In the Church itself, wives still often function as a helpmate to both their husband and parish community. Each of us does this through different roles depending on our season of life and areas of interest.  When I first realized I was going to be a priest wife I reasearched as much as I could to figure out the expectations and ended up realizing they really are very different for each wife. Many in the Byzantine church migrate towards the choir as having a good cantor/chair is so important for this type of service.  However, I have seen wives filling many varied roles and some who are not involved at all beyond attending with their children, (this is particularly true for wives with young families). I personally, do a great deal of teaching with my husband including marriage and confirmation retreats, and CWOC groups. I can often be found snapping pictures of important masses such as confirmation,weddings or baptisms because I enjoy taking pictures and at times these are the only photos someone has of a major event in their spiritual life. Rarely, I will even participate in counseling sessions with him for couples or families looking for guidance.  Typically, though, most of our counseling is done separately. In our current community, I have been asked to contribute as an advisor for our Catholic Women of the Chapel (CWOC) groups. This is a role that I very much enjoy as I have felt so welcomed in my own group and know what a difference it can make for those new to a community.

It is important to note that as clergy wives we don’t know everything that’s going on in your and your families lives, even if you’ve told Father about it all.  He won’t tell us what you have divulged to him. If you want us to know then you will need to seek us out.  We are happy to be there for you in any way we can and we understand that sometimes there are circumstances in which someone may feel more comfortable speaking to us rather than or in addition to your priest, such as a miscarriage or family struggles. A lot of times, I personally hear that someone was worried I was too busy, for them to feel comfortable reaching out.  I am busy, but it’s ok, I’m never too busy to make a few minutes for someone who needs support. Please know though, that we walk a very fine line while supporting our husband’s ministries and that if we think it’s something above our level we will encourage you to speak to Father, and are willing to go with you if it makes it easier. We are not looking to take his place in your spiritual journey just to augment it in a positive way.

For those of you meeting a new Clergy wife for the first time I hope this helps you to see them for the unique individual that they are.  My fellow priest and deacon’s wives are among some of the most self-sacrificing women I know and many of them have taught me a great deal along my own journey.
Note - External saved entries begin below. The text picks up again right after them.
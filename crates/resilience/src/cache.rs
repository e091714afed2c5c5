use std::time::{Duration, Instant};

use dashmap::DashMap;

#[cfg(feature = "metrics")]
use tollgate_metrics::{counter, labels, resilience as resilience_metrics};

/// Entries kept before a `put` starts dropping stale, then oldest, keys.
pub const DEFAULT_CACHE_CAPACITY: usize = 1024;

/// Last successful response for a key.
#[derive(Debug, Clone)]
struct CacheEntry {
    response: CachedResponse,
    stored_at: Instant,
    ttl: Duration,
}

impl CacheEntry {
    fn is_fresh(&self, ttl: Duration, now: Instant) -> bool {
        now.saturating_duration_since(self.stored_at) <= ttl
    }
}

/// A stored response, as put and as handed back on a fresh hit.
#[derive(Debug, Clone, PartialEq, Eq)]
pub struct CachedResponse {
    pub body: String,
    pub content_type: Option<String>,
    /// Byte cap the body was cut at, if the download was truncated.
    pub truncated_at: Option<usize>,
}

impl CachedResponse {
    #[must_use]
    pub fn is_truncated(&self) -> bool {
        self.truncated_at.is_some()
    }
}

/// Key → last-good body store.
///
/// Freshness is decided by the caller's TTL at read time; reads never
/// delete. Once the map grows past its capacity, a `put` drops entries that
/// are stale under the TTL they were stored with, then the oldest ones.
#[derive(Debug)]
pub struct ResponseCache {
    entries: DashMap<String, CacheEntry>,
    capacity: usize,
}

impl Default for ResponseCache {
    fn default() -> Self {
        Self::with_capacity(DEFAULT_CACHE_CAPACITY)
    }
}

impl ResponseCache {
    #[must_use]
    pub fn new() -> Self {
        Self::default()
    }

    /// A capacity of zero is treated as one.
    #[must_use]
    pub fn with_capacity(capacity: usize) -> Self {
        Self {
            entries: DashMap::new(),
            capacity: capacity.max(1),
        }
    }

    #[must_use]
    pub fn capacity(&self) -> usize {
        self.capacity
    }

    pub fn get(&self, key: &str, ttl: Duration) -> Option<CachedResponse> {
        self.get_at(key, ttl, Instant::now())
    }

    pub fn get_at(&self, key: &str, ttl: Duration, now: Instant) -> Option<CachedResponse> {
        let entry = self.entries.get(key)?;
        if !entry.is_fresh(ttl, now) {
            return None;
        }
        #[cfg(feature = "metrics")]
        counter!(resilience_metrics::CACHE_HITS_TOTAL, labels::ENDPOINT => key.to_string())
            .increment(1);
        Some(entry.response.clone())
    }

    /// Store `response` under `key`; `ttl` is only used to judge staleness
    /// when the cache is over capacity.
    pub fn put(&self, key: &str, response: CachedResponse, ttl: Duration) {
        self.put_at(key, response, ttl, Instant::now());
    }

    pub fn put_at(&self, key: &str, response: CachedResponse, ttl: Duration, now: Instant) {
        self.entries.insert(key.to_string(), CacheEntry {
            response,
            stored_at: now,
            ttl,
        });
        if self.entries.len() > self.capacity {
            self.shrink(now);
        }
    }

    fn shrink(&self, now: Instant) {
        self.entries.retain(|_, entry| entry.is_fresh(entry.ttl, now));
        let excess = self.entries.len().saturating_sub(self.capacity);
        if excess == 0 {
            return;
        }
        let mut by_age: Vec<(Instant, String)> = self
            .entries
            .iter()
            .map(|e| (e.stored_at, e.key().clone()))
            .collect();
        by_age.sort_unstable();
        for (_, key) in by_age.into_iter().take(excess) {
            self.entries.remove(&key);
        }
    }

    #[must_use]
    pub fn len(&self) -> usize {
        self.entries.len()
    }

    #[must_use]
    pub fn is_empty(&self) -> bool {
        self.entries.is_empty()
    }
}

#[allow(clippy::unwrap_used, clippy::expect_used)]
#[cfg(test)]
mod tests {
    use super::*;

    const MINUTE: Duration = Duration::from_secs(60);

    fn response(body: &str, content_type: Option<&str>) -> CachedResponse {
        CachedResponse {
            body: body.into(),
            content_type: content_type.map(Into::into),
            truncated_at: None,
        }
    }

    #[test]
    fn fresh_within_ttl_absent_after() {
        let cache = ResponseCache::new();
        let t0 = Instant::now();
        cache.put_at("wiki", response("body", Some("application/json")), MINUTE, t0);

        let hit = cache.get_at("wiki", MINUTE, t0 + MINUTE).unwrap();
        assert_eq!(hit.body, "body");
        assert_eq!(hit.content_type.as_deref(), Some("application/json"));
        assert!(!hit.is_truncated());

        assert!(cache.get_at("wiki", MINUTE, t0 + MINUTE + Duration::from_millis(1)).is_none());
    }

    #[test]
    fn expired_entry_is_not_deleted() {
        let cache = ResponseCache::new();
        let t0 = Instant::now();
        cache.put_at("k", response("v", None), MINUTE, t0);

        let later = t0 + Duration::from_secs(120);
        assert!(cache.get_at("k", MINUTE, later).is_none());
        assert_eq!(cache.len(), 1);
        assert!(cache.get_at("k", Duration::from_secs(300), later).is_some());
    }

    #[test]
    fn put_replaces_rather_than_merges() {
        let cache = ResponseCache::new();
        let t0 = Instant::now();
        cache.put_at("k", response("old", Some("text/plain")), MINUTE, t0);
        cache.put_at(
            "k",
            CachedResponse {
                truncated_at: Some(3),
                ..response("new", None)
            },
            MINUTE,
            t0 + Duration::from_secs(1),
        );

        let hit = cache.get_at("k", Duration::from_secs(5), t0 + Duration::from_secs(2)).unwrap();
        assert_eq!(hit.body, "new");
        assert_eq!(hit.content_type, None);
        assert_eq!(hit.truncated_at, Some(3));
        assert_eq!(cache.len(), 1);
    }

    #[test]
    fn miss_for_unknown_key() {
        let cache = ResponseCache::new();
        assert!(cache.get("missing", MINUTE).is_none());
        assert!(cache.is_empty());
        assert_eq!(cache.capacity(), DEFAULT_CACHE_CAPACITY);
    }

    #[test]
    fn over_capacity_drops_stale_entries_first() {
        let cache = ResponseCache::with_capacity(2);
        let t0 = Instant::now();
        cache.put_at("old", response("a", None), Duration::from_secs(1), t0);
        cache.put_at("kept", response("b", None), MINUTE, t0);

        let later = t0 + Duration::from_secs(10);
        cache.put_at("new", response("c", None), MINUTE, later);

        assert_eq!(cache.len(), 2);
        assert!(cache.get_at("old", Duration::from_secs(3600), later).is_none());
        assert!(cache.get_at("kept", MINUTE, later).is_some());
        assert!(cache.get_at("new", MINUTE, later).is_some());
    }

    #[test]
    fn over_capacity_drops_oldest_when_all_fresh() {
        let cache = ResponseCache::with_capacity(2);
        let t0 = Instant::now();
        for (i, url) in ["https://a.test/1", "https://a.test/2", "https://a.test/3", "https://a.test/4"]
            .into_iter()
            .enumerate()
        {
            cache.put_at(url, response(url, None), MINUTE, t0 + Duration::from_secs(i as u64));
        }

        let now = t0 + Duration::from_secs(5);
        assert_eq!(cache.len(), 2);
        assert!(cache.get_at("https://a.test/1", MINUTE, now).is_none());
        assert!(cache.get_at("https://a.test/2", MINUTE, now).is_none());
        assert_eq!(cache.get_at("https://a.test/4", MINUTE, now).unwrap().body, "https://a.test/4");
    }

    #[test]
    fn zero_capacity_still_holds_latest() {
        let cache = ResponseCache::with_capacity(0);
        let t0 = Instant::now();
        cache.put_at("a", response("1", None), MINUTE, t0);
        cache.put_at("b", response("2", None), MINUTE, t0 + Duration::from_secs(1));
        assert_eq!(cache.len(), 1);
        assert!(cache.get_at("b", MINUTE, t0 + Duration::from_secs(1)).is_some());
    }
}
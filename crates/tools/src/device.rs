//! Tools that act on the user's device through a [`DeviceBridge`].

use std::sync::Arc;

use {
    async_trait::async_trait,
    serde::Serialize,
    serde_json::{Value, json},
    tracing::info,
};

use crate::{
    approval::InteractionBroker,
    error::{Error, Result},
    params::{optional_str, required_str},
    registry::{AgentTool, ParamKind, ParamSpec, ToolGroup},
};

#[derive(Debug, Clone, Copy, PartialEq, Eq, Serialize)]
#[serde(rename_all = "snake_case")]
pub enum Capability {
    Calendar,
    Share,
    Notifications,
}

impl Capability {
    #[must_use]
    pub fn as_str(self) -> &'static str {
        match self {
            Self::Calendar => "calendar",
            Self::Share => "share",
            Self::Notifications => "notifications",
        }
    }
}

#[derive(Debug, Clone, PartialEq, Eq, Serialize)]
pub struct CalendarEvent {
    pub title: String,
    pub start: String,
    #[serde(skip_serializing_if = "Option::is_none")]
    pub end: Option<String>,
}

/// Host integration for calendar, share sheet and notifications.
#[async_trait]
pub trait DeviceBridge: Send + Sync {
    /// Whether the host has granted access to `capability`.
    fn permitted(&self, capability: Capability) -> bool;

    /// Returns the id the host assigned to the new event.
    async fn add_calendar_event(&self, event: &CalendarEvent) -> tollgate_common::Result<String>;

    async fn share_text(&self, text: &str) -> tollgate_common::Result<()>;

    async fn notify(&self, title: &str, body: &str) -> tollgate_common::Result<()>;
}

/// Bridge for hosts without a device: every capability is refused.
#[derive(Debug, Default, Clone, Copy)]
pub struct HeadlessBridge;

#[async_trait]
impl DeviceBridge for HeadlessBridge {
    fn permitted(&self, _capability: Capability) -> bool {
        false
    }

    async fn add_calendar_event(&self, _event: &CalendarEvent) -> tollgate_common::Result<String> {
        Err(tollgate_common::Error::Unavailable("calendar"))
    }

    async fn share_text(&self, _text: &str) -> tollgate_common::Result<()> {
        Err(tollgate_common::Error::Unavailable("share sheet"))
    }

    async fn notify(&self, _title: &str, _body: &str) -> tollgate_common::Result<()> {
        Err(tollgate_common::Error::Unavailable("notifications"))
    }
}

fn require(bridge: &dyn DeviceBridge, capability: Capability) -> Result<()> {
    if bridge.permitted(capability) {
        Ok(())
    } else {
        Err(Error::PermissionDenied(format!(
            "{} access has not been granted",
            capability.as_str()
        )))
    }
}

/// Accepts `YYYY-MM-DD` optionally followed by a time part.
fn is_iso_date(s: &str) -> bool {
    let b = s.as_bytes();
    b.len() >= 10
        && b[..4].iter().all(u8::is_ascii_digit)
        && b[4] == b'-'
        && b[5..7].iter().all(u8::is_ascii_digit)
        && b[7] == b'-'
        && b[8..10].iter().all(u8::is_ascii_digit)
        && (b.len() == 10 || b[10] == b'T' || b[10] == b' ')
}

pub struct CalendarAddEventTool {
    bridge: Arc<dyn DeviceBridge>,
    broker: Arc<InteractionBroker>,
}

impl CalendarAddEventTool {
    pub fn new(bridge: Arc<dyn DeviceBridge>, broker: Arc<InteractionBroker>) -> Self {
        Self { bridge, broker }
    }
}

#[async_trait]
impl AgentTool for CalendarAddEventTool {
    fn name(&self) -> &str {
        "calendar_add_event"
    }

    fn description(&self) -> &str {
        "Add an event to the user's calendar after they confirm it."
    }

    fn group(&self) -> ToolGroup {
        ToolGroup::Calendar
    }

    fn parameters(&self) -> Vec<ParamSpec> {
        vec![
            ParamSpec::required("title", ParamKind::String, "Event title"),
            ParamSpec::required("start", ParamKind::String, "Start time, ISO 8601"),
            ParamSpec::optional("end", ParamKind::String, "End time, ISO 8601"),
        ]
    }

    async fn execute(&self, params: Value) -> Result<Value> {
        let title = required_str(&params, "title")?.trim().to_string();
        let start = required_str(&params, "start")?.trim().to_string();
        let end = optional_str(&params, "end")?.map(|s| s.trim().to_string());
        if !is_iso_date(&start) {
            return Err(Error::invalid_arguments("'start' must be an ISO 8601 date or time"));
        }
        if let Some(end) = &end {
            if !is_iso_date(end) {
                return Err(Error::invalid_arguments("'end' must be an ISO 8601 date or time"));
            }
            if end.as_str() < start.as_str() {
                return Err(Error::invalid_arguments("'end' is before 'start'"));
            }
        }

        require(self.bridge.as_ref(), Capability::Calendar)?;
        let summary = format!("Add \"{title}\" to your calendar at {start}");
        if !self
            .broker
            .request_approval(self.name(), &summary)
            .await
            .is_approved()
        {
            return Err(Error::UserDenied(format!("adding event \"{title}\"")));
        }

        let event = CalendarEvent { title, start, end };
        let id = self.bridge.add_calendar_event(&event).await?;
        info!(event_id = %id, "calendar event added");
        Ok(json!({ "event_id": id, "event": event }))
    }
}

pub struct ShareTextTool {
    bridge: Arc<dyn DeviceBridge>,
    broker: Arc<InteractionBroker>,
}

impl ShareTextTool {
    pub fn new(bridge: Arc<dyn DeviceBridge>, broker: Arc<InteractionBroker>) -> Self {
        Self { bridge, broker }
    }
}

#[async_trait]
impl AgentTool for ShareTextTool {
    fn name(&self) -> &str {
        "share_text"
    }

    fn description(&self) -> &str {
        "Open the share sheet with the given text after the user confirms."
    }

    fn group(&self) -> ToolGroup {
        ToolGroup::Notifications
    }

    fn parameters(&self) -> Vec<ParamSpec> {
        vec![ParamSpec::required("text", ParamKind::String, "Text to share")]
    }

    async fn execute(&self, params: Value) -> Result<Value> {
        let text = required_str(&params, "text")?;
        require(self.bridge.as_ref(), Capability::Share)?;
        let preview: String = text.chars().take(80).collect();
        if !self
            .broker
            .request_approval(self.name(), &format!("Share: {preview}"))
            .await
            .is_approved()
        {
            return Err(Error::UserDenied("sharing text".into()));
        }
        self.bridge.share_text(text).await?;
        Ok(json!({ "shared": true, "chars": text.chars().count() }))
    }
}

pub struct NotifyTool {
    bridge: Arc<dyn DeviceBridge>,
    enabled: bool,
}

impl NotifyTool {
    pub fn new(bridge: Arc<dyn DeviceBridge>, enabled: bool) -> Self {
        Self { bridge, enabled }
    }
}

#[async_trait]
impl AgentTool for NotifyTool {
    fn name(&self) -> &str {
        "notify"
    }

    fn description(&self) -> &str {
        "Show a local notification to the user."
    }

    fn group(&self) -> ToolGroup {
        ToolGroup::Notifications
    }

    fn parameters(&self) -> Vec<ParamSpec> {
        vec![
            ParamSpec::required("title", ParamKind::String, "Notification title"),
            ParamSpec::required("body", ParamKind::String, "Notification text"),
        ]
    }

    async fn execute(&self, params: Value) -> Result<Value> {
        if !self.enabled {
            return Err(Error::Disabled("notifications are turned off".into()));
        }
        let title = required_str(&params, "title")?;
        let body = required_str(&params, "body")?;
        require(self.bridge.as_ref(), Capability::Notifications)?;
        self.bridge.notify(title, body).await?;
        Ok(json!({ "delivered": true }))
    }
}
//! Metric name and label definitions.
//!
//! Centralizing these keeps names consistent between the fetch pipeline,
//! the resilience primitives and the tool dispatcher.

/// Remote fetch metrics
pub mod fetch {
    /// Total number of orchestrated fetches, labelled by outcome code
    pub const REQUESTS_TOTAL: &str = "tollgate_fetch_requests_total";
    /// Duration of network attempts in seconds
    pub const DURATION_SECONDS: &str = "tollgate_fetch_duration_seconds";
    /// Total bytes downloaded (after truncation)
    pub const BYTES_TOTAL: &str = "tollgate_fetch_bytes_total";
    /// Responses cut off at the endpoint byte cap
    pub const TRUNCATED_TOTAL: &str = "tollgate_fetch_truncated_total";
}

/// Resilience primitive metrics
pub mod resilience {
    /// Number of times a breaker moved to open
    pub const BREAKER_TRIPS_TOTAL: &str = "tollgate_breaker_trips_total";
    /// Calls rejected by the rate limiter
    pub const RATE_LIMIT_REJECTIONS_TOTAL: &str = "tollgate_rate_limit_rejections_total";
    /// Fresh cache hits served without network
    pub const CACHE_HITS_TOTAL: &str = "tollgate_cache_hits_total";
}

/// Tool execution metrics
pub mod tools {
    /// Total number of tool executions
    pub const EXECUTIONS_TOTAL: &str = "tollgate_tool_executions_total";
    /// Tool execution duration in seconds
    pub const EXECUTION_DURATION_SECONDS: &str = "tollgate_tool_execution_duration_seconds";
    /// Tool execution errors
    pub const EXECUTION_ERRORS_TOTAL: &str = "tollgate_tool_execution_errors_total";
}

/// Common label keys used across metrics
pub mod labels {
    pub const ENDPOINT: &str = "endpoint";
    pub const TOOL: &str = "tool";
    pub const CODE: &str = "code";
    pub const SUCCESS: &str = "success";
}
It can sometimes be a lonely road so make sure that you reach out and help them develop those friendships as you will find some fabulous women ready to laugh with you during the good times and cry with you during the bad. No matter what, respect that like you they are doing the best they can for their family and your parish community and while we each differ in personality and involvement, we all contribute something worthwhile to God’s plan.